We have noted a substantial increase the proportion of non-biallelic SNPs across dbSNP 144 and 155 (increased from ~1% to 24%). This is explained in detail here and summarised in the code below.
Note that this is based on the dbSNP versions in Bioconductor (SNPlocs.Hsapiens.dbSNP) available in the devel version of Bioconductor, so we would like any confirmation that this aligns with dbSNP versions outside of Bioconductor but there doesn't seem to be any numbers available online about it?
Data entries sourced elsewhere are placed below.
// SPDX-License-Identifier: GPL-2.0
//
// This software may be used and distributed according to the terms of the
// GNU General Public License version 2.

//! enclave_cfs: a fair user-space scheduler driven by an in-process
//! enclave.
//!
//! The `run` subcommand builds a scripted workload, delegates the chosen
//! CPUs to an in-process enclave, and schedules the workload with one
//! pinned agent thread per CPU. The `loadgen` subcommand runs the
//! dispatcher/worker load experiment on the host scheduler.

use std::sync::Arc;
use std::thread;
use std::time::Duration;

use anyhow::{anyhow, bail, Context, Result};
use clap::{Parser, Subcommand, ValueEnum};
use log::{info, warn};

use enclave_core::{CpuId, Enclave, Phase, Scenario, TaskBehavior, TaskId};

use enclave_cfs::loadgen::{self, LoadgenConfig};
use enclave_cfs::CfsScheduler;

/// enclave_cfs: fair, weight-free scheduling in user space.
///
/// Tasks accumulate virtual runtime while on-CPU; each CPU runs the task
/// with the least vruntime in its queue, and a periodic tick bounds
/// on-CPU residency as a function of queue occupancy. The kernel side is
/// an in-process enclave driving a scripted workload on a virtual clock,
/// so runs are reproducible on any machine.
#[derive(Debug, Parser)]
struct Opts {
    /// Enable verbose output. Specify multiple times to increase
    /// verbosity.
    #[clap(short = 'v', long, action = clap::ArgAction::Count, global = true)]
    verbose: u8,

    #[clap(subcommand)]
    command: Command,
}

#[derive(Debug, Subcommand)]
enum Command {
    /// Schedule a scripted workload over the in-process enclave.
    Run(RunOpts),
    /// Run the dispatcher/worker load experiment on the host scheduler.
    Loadgen(LoadgenOpts),
}

#[derive(Debug, Clone, Copy, ValueEnum)]
enum Workload {
    /// CPU-bound spinners, two per CPU.
    Batch,
    /// Half spinners, half interactive sleep/run tasks.
    Mixed,
    /// Short runs with frequent yields.
    YieldHeavy,
    /// Server-like request workers waking on a staggered cadence.
    Server,
}

#[derive(Debug, clap::Args)]
struct RunOpts {
    /// CPUs to delegate, as a cpulist (e.g. "0-3" or "0,2,4").
    #[clap(short = 'c', long, default_value = "0-1")]
    cpus: String,

    /// Minimum on-CPU slice before a task may be preempted, in
    /// microseconds.
    #[clap(long, default_value = "1000")]
    min_granularity_us: u64,

    /// Target period within which every runnable task should run once,
    /// in microseconds.
    #[clap(long, default_value = "6000")]
    latency_us: u64,

    /// Tick period in microseconds.
    #[clap(long, default_value = "1000")]
    tick_us: u64,

    /// Virtual run duration in milliseconds.
    #[clap(short = 'd', long, default_value = "500")]
    duration_ms: u64,

    /// Workload preset to schedule.
    #[clap(short = 'w', long, value_enum, default_value = "batch")]
    workload: Workload,

    /// Do not pin agent threads to their CPUs.
    #[clap(long, action = clap::ArgAction::SetTrue)]
    no_pin: bool,

    /// Dump the full scheduling trace at exit.
    #[clap(long, action = clap::ArgAction::SetTrue)]
    dump_trace: bool,
}

#[derive(Debug, clap::Args)]
struct LoadgenOpts {
    /// Number of worker threads.
    #[clap(short = 'w', long, default_value = "4")]
    workers: usize,

    /// Total number of requests to serve.
    #[clap(short = 'n', long, default_value = "20000")]
    requests: usize,

    /// Maximum requests handed to a worker at once.
    #[clap(short = 'b', long, default_value = "8")]
    batch: usize,

    /// Per-request service time in microseconds.
    #[clap(short = 's', long, default_value = "50")]
    service_us: u64,
}

/// Parse a cpulist like "0-3,5" into CPU ids.
fn parse_cpulist(cpulist: &str) -> Result<Vec<CpuId>> {
    let mut cpus = Vec::new();
    for part in cpulist.split(',') {
        let part = part.trim();
        if part.is_empty() {
            continue;
        }
        match part.split_once('-') {
            Some((lo, hi)) => {
                let lo: u32 = lo.trim().parse().context("bad cpulist range start")?;
                let hi: u32 = hi.trim().parse().context("bad cpulist range end")?;
                if hi < lo {
                    bail!("cpulist range {part} is backwards");
                }
                cpus.extend((lo..=hi).map(CpuId));
            }
            None => cpus.push(CpuId(part.parse().context("bad cpulist entry")?)),
        }
    }
    if cpus.is_empty() {
        bail!("cpulist {cpulist:?} names no CPUs");
    }
    Ok(cpus)
}

/// Best-effort pinning of the calling thread to one CPU.
fn pin_to_cpu(cpu: CpuId) -> Result<()> {
    unsafe {
        let mut set: libc::cpu_set_t = std::mem::zeroed();
        libc::CPU_ZERO(&mut set);
        libc::CPU_SET(cpu.0 as usize, &mut set);
        if libc::sched_setaffinity(0, std::mem::size_of::<libc::cpu_set_t>(), &set) != 0 {
            bail!("sched_setaffinity: {}", std::io::Error::last_os_error());
        }
    }
    Ok(())
}

fn build_scenario(opts: &RunOpts, nr_cpus: usize) -> Scenario {
    let mut builder = Scenario::builder().duration_ms(opts.duration_ms);
    match opts.workload {
        Workload::Batch => {
            for i in 0..nr_cpus * 2 {
                builder = builder.add_task(&format!("spin-{i}"), TaskBehavior::spin(5_000_000));
            }
        }
        Workload::Mixed => {
            for i in 0..nr_cpus {
                builder = builder.add_task(&format!("spin-{i}"), TaskBehavior::spin(5_000_000));
            }
            for i in 0..nr_cpus {
                builder = builder.add_task(
                    &format!("inter-{i}"),
                    TaskBehavior::interactive(1_000_000, 2_000_000),
                );
            }
        }
        Workload::YieldHeavy => {
            for i in 0..nr_cpus * 2 {
                builder = builder.add_task(
                    &format!("yield-{i}"),
                    TaskBehavior {
                        phases: vec![Phase::Run(500_000), Phase::Yield],
                        repeat: true,
                    },
                );
            }
        }
        Workload::Server => {
            // Staggered request workers: sleep, then serve a burst.
            for i in 0..nr_cpus * 4 {
                let offset = (i as u64 % 4) * 500_000;
                builder = builder.task(enclave_core::TaskDef {
                    name: format!("worker-{i}"),
                    id: TaskId(i as u64 + 1),
                    behavior: TaskBehavior {
                        phases: vec![Phase::Sleep(1_000_000 + offset), Phase::Run(750_000)],
                        repeat: true,
                    },
                    start_time_ns: 0,
                });
            }
        }
    }
    builder.build()
}

fn cmd_run(opts: &RunOpts, verbose: u8) -> Result<()> {
    let cpus = parse_cpulist(&opts.cpus)?;
    let scenario = build_scenario(opts, cpus.len());
    let task_ids: Vec<TaskId> = scenario.tasks.iter().map(|t| t.id).collect();
    let task_names: Vec<String> = scenario.tasks.iter().map(|t| t.name.clone()).collect();

    info!(
        "run: {} cpus, {} tasks, {:?} for {} ms (virtual)",
        cpus.len(),
        task_ids.len(),
        opts.workload,
        opts.duration_ms
    );

    let enclave = Enclave::new(cpus.clone(), scenario, opts.tick_us * 1_000)?;
    let sched = Arc::new(CfsScheduler::new(
        enclave.clone(),
        opts.min_granularity_us * 1_000,
        opts.latency_us * 1_000,
    ));

    let mut agents = Vec::with_capacity(cpus.len());
    for &cpu in enclave.cpus() {
        let sched = sched.clone();
        let pin = !opts.no_pin;
        agents.push(
            thread::Builder::new()
                .name(format!("agent-{}", cpu.0))
                .spawn(move || -> Result<()> {
                    if pin {
                        if let Err(err) = pin_to_cpu(cpu) {
                            warn!("{cpu}: not pinned: {err}");
                        }
                    }
                    sched.agent_loop(cpu)
                })?,
        );
    }

    for agent in agents {
        agent.join().map_err(|_| anyhow!("agent thread panicked"))??;
    }
    if verbose > 1 {
        for &cpu in enclave.cpus() {
            sched.dump_state(cpu);
        }
    }
    sched.validate_pre_exit();

    let trace = enclave.shutdown();
    sched.metrics().log_summary();
    for (id, name) in task_ids.iter().zip(task_names.iter()) {
        info!(
            "{name}: ran {:.3} ms over {} placements",
            trace.total_runtime(*id) as f64 / 1_000_000.0,
            trace.schedule_count(*id)
        );
    }
    if opts.dump_trace {
        trace.dump();
    }
    Ok(())
}

fn cmd_loadgen(opts: &LoadgenOpts) -> Result<()> {
    let report = loadgen::run(&LoadgenConfig {
        num_workers: opts.workers,
        total_requests: opts.requests,
        batch: opts.batch,
        service_time: Duration::from_micros(opts.service_us),
    })?;
    report.log_summary();
    Ok(())
}

fn main() -> Result<()> {
    let opts = Opts::parse();

    let loglevel = match opts.verbose {
        0 => simplelog::LevelFilter::Info,
        1 => simplelog::LevelFilter::Debug,
        _ => simplelog::LevelFilter::Trace,
    };
    let mut lcfg = simplelog::ConfigBuilder::new();
    lcfg.set_time_level(simplelog::LevelFilter::Error)
        .set_location_level(simplelog::LevelFilter::Off)
        .set_target_level(simplelog::LevelFilter::Off)
        .set_thread_level(simplelog::LevelFilter::Off);
    simplelog::TermLogger::init(
        loglevel,
        lcfg.build(),
        simplelog::TerminalMode::Stderr,
        simplelog::ColorChoice::Auto,
    )?;

    match &opts.command {
        Command::Run(run_opts) => cmd_run(run_opts, opts.verbose),
        Command::Loadgen(loadgen_opts) => cmd_loadgen(loadgen_opts),
    }
}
The only piece of work about this is quite old now and doesn't give specific numbers SNPs that come in threes. It would be great if anyone has any insight on this?
This is a little unnerving given (from what I could find anyway) a lack of documentation around these numbers and given common advice is to remove non-biallelic SNPs before further analysis (for example, here)
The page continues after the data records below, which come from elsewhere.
//! Per-CPU message channel handles.
//!
//! Messages are peeked, dispatched, then consumed, so a crashed dispatch
//! never loses a message. Association moves a task's future messages onto
//! this channel and is validated against the task's newest barrier token.

use std::sync::Arc;

use crate::enclave::Shared;
use crate::message::Message;
use crate::types::{BarrierToken, CpuId, TaskId};

/// Result of a channel association attempt.
#[derive(Debug, Clone, Copy, PartialEq, Eq)]
pub enum AssocResult {
    Ok,
    /// The presented barrier is not the task's newest seqnum; the caller
    /// holds a stale view and should refresh and retry.
    Stale,
}

/// Handle to one CPU's message channel. Cheap to clone.
#[derive(Clone)]
pub struct Channel {
    shared: Arc<Shared>,
    cpu: CpuId,
}

impl Channel {
    pub(crate) fn new(shared: Arc<Shared>, cpu: CpuId) -> Self {
        Channel { shared, cpu }
    }

    /// The CPU this channel belongs to.
    pub fn cpu(&self) -> CpuId {
        self.cpu
    }

    /// Look at the oldest undelivered message without consuming it.
    pub fn peek(&self) -> Option<Message> {
        self.shared.state.lock().unwrap().channel_front(self.cpu)
    }

    /// Consume a message previously returned by [`peek`](Self::peek).
    pub fn consume(&self, msg: &Message) {
        self.shared.state.lock().unwrap().channel_pop(self.cpu, msg);
    }

    /// Associate a task with this channel at the given barrier.
    #[must_use]
    pub fn associate_task(&self, id: TaskId, barrier: BarrierToken) -> AssocResult {
        let mut st = self.shared.state.lock().unwrap();
        if st.associate(self.cpu, id, barrier) {
            AssocResult::Ok
        } else {
            AssocResult::Stale
        }
    }
}
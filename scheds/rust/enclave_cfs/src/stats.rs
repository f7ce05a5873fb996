// SPDX-License-Identifier: GPL-2.0
//
// This software may be used and distributed according to the terms of the
// GNU General Public License version 2.

//! Scheduler counters.
//!
//! Bumped from the agent threads with relaxed atomics and folded into a
//! `Metrics` snapshot for the exit report.

use std::sync::atomic::{AtomicU64, Ordering};

use log::info;

#[derive(Debug, Default)]
pub struct Stats {
    pub nr_messages: AtomicU64,
    pub nr_commits: AtomicU64,
    pub nr_commit_fails: AtomicU64,
    pub nr_local_yields: AtomicU64,
    pub nr_migrations: AtomicU64,
    pub nr_assoc_retries: AtomicU64,
    pub nr_preempt_ticks: AtomicU64,
    pub nr_switchto_pings: AtomicU64,
    pub nr_tasks_created: AtomicU64,
    pub nr_tasks_done: AtomicU64,
}

pub(crate) fn inc(counter: &AtomicU64) {
    counter.fetch_add(1, Ordering::Relaxed);
}

impl Stats {
    pub fn snapshot(&self) -> Metrics {
        Metrics {
            nr_messages: self.nr_messages.load(Ordering::Relaxed),
            nr_commits: self.nr_commits.load(Ordering::Relaxed),
            nr_commit_fails: self.nr_commit_fails.load(Ordering::Relaxed),
            nr_local_yields: self.nr_local_yields.load(Ordering::Relaxed),
            nr_migrations: self.nr_migrations.load(Ordering::Relaxed),
            nr_assoc_retries: self.nr_assoc_retries.load(Ordering::Relaxed),
            nr_preempt_ticks: self.nr_preempt_ticks.load(Ordering::Relaxed),
            nr_switchto_pings: self.nr_switchto_pings.load(Ordering::Relaxed),
            nr_tasks_created: self.nr_tasks_created.load(Ordering::Relaxed),
            nr_tasks_done: self.nr_tasks_done.load(Ordering::Relaxed),
        }
    }
}

#[derive(Debug, Clone, Default, PartialEq, Eq)]
pub struct Metrics {
    pub nr_messages: u64,
    pub nr_commits: u64,
    pub nr_commit_fails: u64,
    pub nr_local_yields: u64,
    pub nr_migrations: u64,
    pub nr_assoc_retries: u64,
    pub nr_preempt_ticks: u64,
    pub nr_switchto_pings: u64,
    pub nr_tasks_created: u64,
    pub nr_tasks_done: u64,
}

impl Metrics {
    pub fn log_summary(&self) {
        info!(
            "tasks created/done: {}/{}  messages: {}",
            self.nr_tasks_created, self.nr_tasks_done, self.nr_messages
        );
        info!(
            "commits: {} (failed: {})  local yields: {}",
            self.nr_commits, self.nr_commit_fails, self.nr_local_yields
        );
        info!(
            "migrations: {} (assoc retries: {})  tick preemptions: {}  switchto pings: {}",
            self.nr_migrations, self.nr_assoc_retries, self.nr_preempt_ticks,
            self.nr_switchto_pings
        );
    }
}
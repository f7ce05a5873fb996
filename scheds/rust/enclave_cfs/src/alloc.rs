// SPDX-License-Identifier: GPL-2.0
//
// This software may be used and distributed according to the terms of the
// GNU General Public License version 2.

//! Thread-safe task pool.
//!
//! Task records are owned by the run queue of the CPU they are assigned
//! to; records for tasks with no CPU yet live here. The pool also keeps
//! the id -> location index the dispatcher uses to route messages, since
//! records have no stable address to compare against.

use std::collections::HashMap;
use std::sync::Mutex;

use log::warn;

use enclave_core::{BarrierToken, CpuId, TaskId};

use crate::task::CfsTask;

/// Where a live task's record currently lives.
#[derive(Debug, Clone, Copy, PartialEq, Eq)]
pub enum TaskLoc {
    /// Not yet assigned a CPU; the record is in the pool.
    Pending,
    /// Assigned; the record is owned by that CPU's run queue.
    OnCpu(CpuId),
}

#[derive(Default)]
struct PoolInner {
    pending: HashMap<TaskId, CfsTask>,
    index: HashMap<TaskId, TaskLoc>,
}

/// Allocator capability: create, locate and free task records from any
/// agent thread. The mutex is a leaf lock; no other lock is taken while
/// it is held.
#[derive(Default)]
pub struct TaskPool {
    inner: Mutex<PoolInner>,
}

impl TaskPool {
    pub fn new() -> Self {
        Self::default()
    }

    /// Create a record for a new task. Returns false if the id is already
    /// live.
    pub fn allocate(&self, id: TaskId, seqnum: BarrierToken) -> bool {
        let mut inner = self.inner.lock().unwrap();
        if inner.index.contains_key(&id) {
            warn!("allocate of already-live task {id}");
            return false;
        }
        inner.index.insert(id, TaskLoc::Pending);
        inner.pending.insert(id, CfsTask::new(id, seqnum));
        true
    }

    pub fn location(&self, id: TaskId) -> Option<TaskLoc> {
        self.inner.lock().unwrap().index.get(&id).copied()
    }

    /// Hand a pending record over to a CPU, updating the index.
    pub fn take_for_migration(&self, id: TaskId, cpu: CpuId) -> Option<CfsTask> {
        let mut inner = self.inner.lock().unwrap();
        let task = inner.pending.remove(&id)?;
        inner.index.insert(id, TaskLoc::OnCpu(cpu));
        Some(task)
    }

    /// Mutate a pending record in place.
    pub fn update_pending<R>(&self, id: TaskId, f: impl FnOnce(&mut CfsTask) -> R) -> Option<R> {
        let mut inner = self.inner.lock().unwrap();
        inner.pending.get_mut(&id).map(f)
    }

    /// Release a task: drops the pending record if the pool still owns it
    /// and removes the task from the index.
    pub fn free(&self, id: TaskId) {
        let mut inner = self.inner.lock().unwrap();
        inner.pending.remove(&id);
        if inner.index.remove(&id).is_none() {
            warn!("free of unknown task {id}");
        }
    }

    /// Number of live tasks (pending and CPU-owned).
    pub fn len(&self) -> usize {
        self.inner.lock().unwrap().index.len()
    }

    pub fn is_empty(&self) -> bool {
        self.len() == 0
    }

    /// Visit every live task's location, in task-id order.
    pub fn for_each(&self, mut f: impl FnMut(TaskId, TaskLoc)) {
        let inner = self.inner.lock().unwrap();
        let mut ids: Vec<_> = inner.index.keys().copied().collect();
        ids.sort();
        for id in ids {
            f(id, inner.index[&id]);
        }
    }
}
//! The in-process enclave.
//!
//! Reproduces the contract a kernel scheduling-delegation facility gives a
//! user-space agent: per-CPU message channels, barrier-validated run
//! transactions, local yield, ping, status words and per-task runtime
//! accounting. Kernel-side behavior is produced from a scripted
//! [`Scenario`](crate::scenario::Scenario) by a conservative discrete-event
//! engine on a virtual clock.
//!
//! Agents are real OS threads. They interact with the enclave exactly the
//! way they would with the kernel facility:
//!
//! - A successful [`RunRequest::commit`] places the target task on the CPU
//!   and parks the calling agent until the agent next regains the CPU
//!   (message arrival, ping, or end of run). Reading the target's runtime
//!   after `commit` returns therefore observes its on-CPU residency.
//! - [`Enclave::local_yield`] parks the agent until a message arrives, a
//!   ping is delivered, the run finishes, or (with [`RTLA_ON_IDLE`]) the
//!   CPU becomes idle with no boost pending.
//!
//! Virtual time only advances while every agent is parked and none has a
//! pending wake condition, so each scheduling decision happens at a fixed
//! virtual instant while agents still run truly in parallel against their
//! per-CPU locks.

use std::cmp::Reverse;
use std::collections::{BinaryHeap, HashMap, VecDeque};
use std::sync::{Arc, Condvar, Mutex, MutexGuard};
use std::thread;

use anyhow::{bail, Result};
use log::{debug, error, trace, warn};

use crate::channel::Channel;
use crate::message::Message;
use crate::scenario::{Phase, Scenario, TaskDef};
use crate::trace::{Trace, TraceKind};
use crate::types::{BarrierToken, CpuId, TaskId, TimeNs};

/// Commit at transaction-commit time (as opposed to a group commit).
pub const COMMIT_AT_TXN_COMMIT: u32 = 1 << 0;
/// Allow the transaction to target a task already on the CPU.
pub const ALLOW_TASK_ONCPU: u32 = 1 << 1;

/// Local-yield flag: return to the agent only once the CPU goes idle.
pub const RTLA_ON_IDLE: u32 = 1 << 0;

/// Default tick period.
pub const DEFAULT_TICK_NS: TimeNs = 1_000_000;

/// Agent status word snapshot.
#[derive(Debug, Clone, Copy)]
pub struct AgentStatus {
    barrier: BarrierToken,
    boosted: bool,
}

impl AgentStatus {
    /// The agent barrier at the time of the snapshot.
    pub fn barrier(&self) -> BarrierToken {
        self.barrier
    }

    /// Whether the kernel currently outranks the agent on this CPU.
    pub fn boosted_priority(&self) -> bool {
        self.boosted
    }
}

/// Arguments for opening a run transaction.
#[derive(Debug, Clone, Copy)]
pub struct RunArgs {
    pub target: TaskId,
    pub target_barrier: BarrierToken,
    pub agent_barrier: BarrierToken,
    pub commit_flags: u32,
}

/// Outcome of a run transaction.
#[derive(Debug, Clone, Copy, PartialEq, Eq)]
pub enum CommitState {
    Open,
    Committed,
    StaleAgentBarrier,
    StaleTargetBarrier,
    TargetGone,
}

/// An open run transaction for one CPU.
pub struct RunRequest {
    shared: Arc<Shared>,
    cpu: CpuId,
    args: RunArgs,
    state: CommitState,
}

impl RunRequest {
    /// Commit the transaction.
    ///
    /// On success the target is on the CPU and the call returns only once
    /// the agent regains it. On a stale barrier the call returns `false`
    /// immediately with no side effects; draining the channel brings the
    /// agent's view back up to date.
    pub fn commit(&mut self) -> bool {
        self.state = commit_txn(&self.shared, self.cpu, &self.args);
        self.state == CommitState::Committed
    }

    pub fn state(&self) -> CommitState {
        self.state
    }
}

/// Kernel-side view of a scripted task.
struct SimTask {
    name: String,
    phases: Vec<Phase>,
    repeat: bool,
    phase_idx: usize,
    /// Remaining ns in the current Run phase.
    run_remaining: TimeNs,
    kstate: KState,
    /// Channel the task is associated with.
    channel: CpuId,
    /// Seqnum of the newest message generated for this task.
    seqnum: BarrierToken,
    /// Accrued on-CPU virtual ns.
    runtime: TimeNs,
    oncpu: Option<CpuId>,
    oncpu_since: TimeNs,
    /// Bumped on every on/off-CPU transition; stale PhaseEnd events are
    /// dropped by comparing against it.
    epoch: u64,
    /// Bumped on every block; stale wake events are dropped.
    sleep_seq: u64,
    /// Set while the task runs via a switchto handoff; names the CPU whose
    /// agent must be pinged when the task goes off-CPU.
    switchto_origin: Option<CpuId>,
}

#[derive(Debug, Clone, Copy, PartialEq, Eq)]
enum KState {
    Blocked,
    Runnable,
    Running,
    Dead,
}

/// Kernel-side view of one CPU and its agent.
struct SimCpu {
    queue: VecDeque<Message>,
    agent_barrier: BarrierToken,
    oncpu: Option<TaskId>,
    boosted: bool,
    ping: bool,
    parked: bool,
    idle_wake: bool,
    tick_armed: bool,
    /// The agent gave up on this CPU (exit or error); never wake it again
    /// and never wait for it.
    detached: bool,
}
Also posted here: https://github.com/hpages/SNPlocsForge/issues/1
Code to replicate our findings:
#wget "http://hgdownload.cse.ucsc.edu/goldenPath/hg38/database/snp144.txt.gz"
#gunzip snp144.txt.gz
snps <- limma::read.columns("~/Downloads/snp144.txt",
required.col=c("rs775809821"))$rs775809821
#missing header so add in SNP
snps <- c("rs775809821",snps)
library(BSgenome)
library(data.table)
extractAlleles <- function(rsids, dbSNP, ref_genome="GRCh38")
{
pkgname <- paste0("SNPlocs.Hsapiens.dbSNP", dbSNP, ".", ref_genome)
pkgenv <- loadNamespace(pkgname)
snplocs <- get(pkgname, envir=pkgenv, inherits=FALSE)
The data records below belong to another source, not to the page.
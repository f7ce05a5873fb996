// SPDX-License-Identifier: GPL-2.0
//
// This software may be used and distributed according to the terms of the
// GNU General Public License version 2.

use std::collections::HashMap;

use enclave_core::{CpuId, Scenario, TaskBehavior, TaskId, TraceKind};

mod common;
use common::{run_scenario, MS};

/// Round-robin placement: four spinners over two CPUs land two per CPU,
/// in arrival order, and never move afterwards.
#[test]
fn test_round_robin_placement() {
    let mut builder = Scenario::builder();
    for i in 0..4 {
        builder = builder.add_task(&format!("spin-{i}"), TaskBehavior::spin(100 * MS));
    }
    let scenario = builder.duration_ms(20).build();
    let result = run_scenario(&[0, 1], scenario, MS, 4 * MS, MS);

    // Task i goes to CPU i % 2.
    let mut placements: HashMap<TaskId, CpuId> = HashMap::new();
    for e in result.trace.events() {
        if let TraceKind::TaskScheduled { id } = e.kind {
            if let Some(&prev) = placements.get(&id) {
                assert_eq!(prev, e.cpu, "{id} moved between CPUs");
            } else {
                placements.insert(id, e.cpu);
            }
        }
    }
    assert_eq!(placements[&TaskId(1)], CpuId(0));
    assert_eq!(placements[&TaskId(2)], CpuId(1));
    assert_eq!(placements[&TaskId(3)], CpuId(0));
    assert_eq!(placements[&TaskId(4)], CpuId(1));

    // Both CPUs were fully busy, and the pairs split their CPU evenly.
    // Preemption lags the 2 ms slice by up to one tick, so the effective
    // rotation is 3 ms and the split can be off by one rotation.
    let rts: Vec<u64> = (1..=4)
        .map(|i| result.trace.total_runtime(TaskId(i)))
        .collect();
    assert_eq!(rts.iter().sum::<u64>(), 2 * 20 * MS);
    assert!(rts[0].abs_diff(rts[2]) <= 3 * MS, "cpu0 pair uneven: {rts:?}");
    assert!(rts[1].abs_diff(rts[3]) <= 3 * MS, "cpu1 pair uneven: {rts:?}");
}

/// Each CPU preempts on its own tick cadence; queues on one CPU do not
/// leak work onto the other (no load balancing by design).
#[test]
fn test_no_cross_cpu_migration_under_imbalance() {
    let scenario = Scenario::builder()
        .add_task("a", TaskBehavior::spin(100 * MS))
        .add_task("b", TaskBehavior::spin(100 * MS))
        .add_task("c", TaskBehavior::spin(100 * MS))
        .duration_ms(20)
        .build();
    let result = run_scenario(&[0, 1], scenario, MS, 4 * MS, MS);

    // RR puts a and c on CPU 0, b alone on CPU 1.
    let rt_a = result.trace.total_runtime(TaskId(1));
    let rt_b = result.trace.total_runtime(TaskId(2));
    let rt_c = result.trace.total_runtime(TaskId(3));

    assert_eq!(rt_b, 20 * MS, "the lone task owns its CPU");
    assert_eq!(rt_a + rt_c, 20 * MS, "the pair shares theirs");
    // One migration per task, all at ingestion.
    assert_eq!(result.metrics.nr_migrations, 3);
}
snps <- snpsById(snplocs, rsids, ifnotfound="drop")
unname(setNames(IUPAC_CODE_MAP[mcols(snps)$alleles_as_ambig],
mcols(snps)$RefSNP_id)[rsids])
}
dbSNP144_alleles <- extractAlleles(snps, 144)
dbSNP155_alleles <- extractAlleles(snps, 155)
alleles <- data.frame(rsid=snps, dbSNP144_alleles, dbSNP155_alleles)
alleles <- data.table::setDT(alleles)
#remove where alleles missing for either
alleles <- alleles[!(is.na(dbSNP144_alleles) | is.na(dbSNP155_alleles))]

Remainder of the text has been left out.